Exercise brief: How many lines of the records hold the string "Error"? Reply with the number alone.

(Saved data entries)
......

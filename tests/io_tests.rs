//! Integration tests for on-disk renames and moves.
//!
//! Tests cover:
//! - Stem and directory changes moving the real file
//! - Router directory creation and idempotence
//! - Catalog rejection leaving the file in place
//! - Organizing files end to end

use release_organizer::core::classifier::get_show_info;
use release_organizer::core::organizer::{organize_path, OrganizeOptions};
use release_organizer::core::router::{move_to_movie, move_to_tv};
use release_organizer::core::tags::remove_group;
use release_organizer::models::media::{MediaFile, MediaKind, ShowInfo};
use release_organizer::services::catalog::StaticCatalog;
use release_organizer::Error;
use std::fs;
use std::path::{Path, PathBuf};
use tempfile::TempDir;

/// Temp dir whose path does not already mention a bucket name, so the
/// router's substring guard never skips the move.
fn bucket_free_temp_dir() -> TempDir {
    for _ in 0..64 {
        let temp_dir = TempDir::new().unwrap();
        let path = temp_dir.path().to_string_lossy().to_lowercase();
        if !path.contains(MediaKind::Tv.dir_name()) && !path.contains(MediaKind::Movie.dir_name()) {
            return temp_dir;
        }
    }
    panic!("temp root {} mentions a bucket name", std::env::temp_dir().display());
}

fn touch(dir: &Path, name: &str) -> PathBuf {
    let path = dir.join(name);
    fs::write(&path, "fake video content").unwrap();
    path
}

// ========== RENAME TESTS ==========

#[test]
fn test_open_tracks_existing_file() {
    let temp_dir = TempDir::new().unwrap();
    let path = touch(temp_dir.path(), "test.file.name.mp4");

    let file = MediaFile::open(&path).unwrap();
    assert_eq!(file.path(), path);
    assert!(file.is_backed());
}

#[test]
fn test_update_stem_renames_file() {
    let temp_dir = TempDir::new().unwrap();
    let original = touch(temp_dir.path(), "test.file.name.mp4");

    let mut file = MediaFile::open(&original).unwrap();
    file.update_stem("test.file.name.2").unwrap();

    let renamed = temp_dir.path().join("test.file.name.2.mp4");
    assert_eq!(file.path(), renamed);
    assert!(renamed.is_file());
    assert!(!original.exists());
}

#[test]
fn test_staged_change_waits_for_commit() {
    let temp_dir = TempDir::new().unwrap();
    let original = touch(temp_dir.path(), "show.mkv");

    let mut file = MediaFile::open(&original).unwrap();
    file.set_stem("renamed").unwrap();
    assert!(file.is_dirty());
    assert!(original.exists());

    file.commit().unwrap();
    assert!(!file.is_dirty());
    assert!(!original.exists());
    assert!(temp_dir.path().join("renamed.mkv").is_file());
}

#[test]
fn test_commit_refuses_to_overwrite() {
    let temp_dir = TempDir::new().unwrap();
    let original = touch(temp_dir.path(), "show-GRP.mkv");
    touch(temp_dir.path(), "show.mkv");

    let mut file = MediaFile::open(&original).unwrap();
    let result = remove_group(&mut file);

    assert!(matches!(result, Err(Error::FileAlreadyExists(_))));
    assert!(original.exists());
}

// ========== ROUTER TESTS ==========

#[test]
fn test_move_to_movie_creates_directory() {
    let temp_dir = bucket_free_temp_dir();
    let original = touch(temp_dir.path(), "test.movie.resolution.mp4");

    let mut file = MediaFile::open(&original).unwrap();
    move_to_movie(&mut file).unwrap();

    let expected = temp_dir.path().join("movie").join("test.movie.resolution.mp4");
    assert_eq!(file.path(), expected);
    assert!(expected.is_file());
    assert!(!original.exists());
}

#[test]
fn test_move_to_tv_twice_routes_once() {
    let temp_dir = bucket_free_temp_dir();
    let original = touch(temp_dir.path(), "test.tv.s01e01.resolution.mp4");

    let mut file = MediaFile::open(&original).unwrap();
    move_to_tv(&mut file).unwrap();
    move_to_tv(&mut file).unwrap();

    let expected = temp_dir.path().join("tv").join("test.tv.s01e01.resolution.mp4");
    assert_eq!(file.path(), expected);
    assert!(expected.is_file());
    assert!(!temp_dir.path().join("tv").join("tv").exists());
}

// ========== CLASSIFIER TESTS ==========

#[test]
fn test_rejected_show_keeps_file_on_disk() {
    let temp_dir = TempDir::new().unwrap();
    let original = touch(temp_dir.path(), "test.tv.101.resolution.mp4");

    let mut file = MediaFile::open(&original).unwrap();
    let info = get_show_info(&mut file, &StaticCatalog::rejecting()).unwrap();

    assert_eq!(info, ShowInfo::none());
    assert_eq!(file.path(), original);
    assert!(original.is_file());
    assert!(!temp_dir.path().join("test.tv.s01e01.resolution.mp4").exists());
}

#[test]
fn test_accepted_show_renames_file_on_disk() {
    let temp_dir = TempDir::new().unwrap();
    let original = touch(temp_dir.path(), "test.tv.101.resolution.mp4");

    let mut file = MediaFile::open(&original).unwrap();
    let info = get_show_info(&mut file, &StaticCatalog::new()).unwrap();

    let renamed = temp_dir.path().join("test.tv.s01e01.resolution.mp4");
    assert_eq!(info.episodes, vec!["01"]);
    assert!(renamed.is_file());
    assert!(!original.exists());
}

// ========== ORGANIZE TESTS ==========

#[test]
fn test_organize_show() {
    let temp_dir = bucket_free_temp_dir();
    let original = touch(temp_dir.path(), "test.tv.10102.resolution.repack-GROUP.mkv");

    let outcome = organize_path(&original, &StaticCatalog::new(), &OrganizeOptions::default()).unwrap();

    let expected = temp_dir.path().join("tv").join("test.tv.s01e01e02.resolution.mkv");
    assert_eq!(outcome.kind, MediaKind::Tv);
    assert_eq!(outcome.source, original);
    assert_eq!(outcome.target, expected);
    assert!(expected.is_file());
    assert!(!original.exists());
}

#[test]
fn test_organize_rejected_show_goes_to_movies() {
    let temp_dir = bucket_free_temp_dir();
    let original = touch(temp_dir.path(), "test.movie.2015.resolution-GROUP.mkv");

    let outcome =
        organize_path(&original, &StaticCatalog::rejecting(), &OrganizeOptions::default()).unwrap();

    assert_eq!(outcome.kind, MediaKind::Movie);
    assert!(temp_dir
        .path()
        .join("movie")
        .join("test.movie.2015.resolution.mkv")
        .is_file());
}

#[test]
fn test_organize_missing_file() {
    let result = organize_path(
        Path::new("/nonexistent/show.101.mkv"),
        &StaticCatalog::new(),
        &OrganizeOptions::default(),
    );
    assert!(matches!(result, Err(Error::PathNotFound(_))));
}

......

Answer for this exercise: 3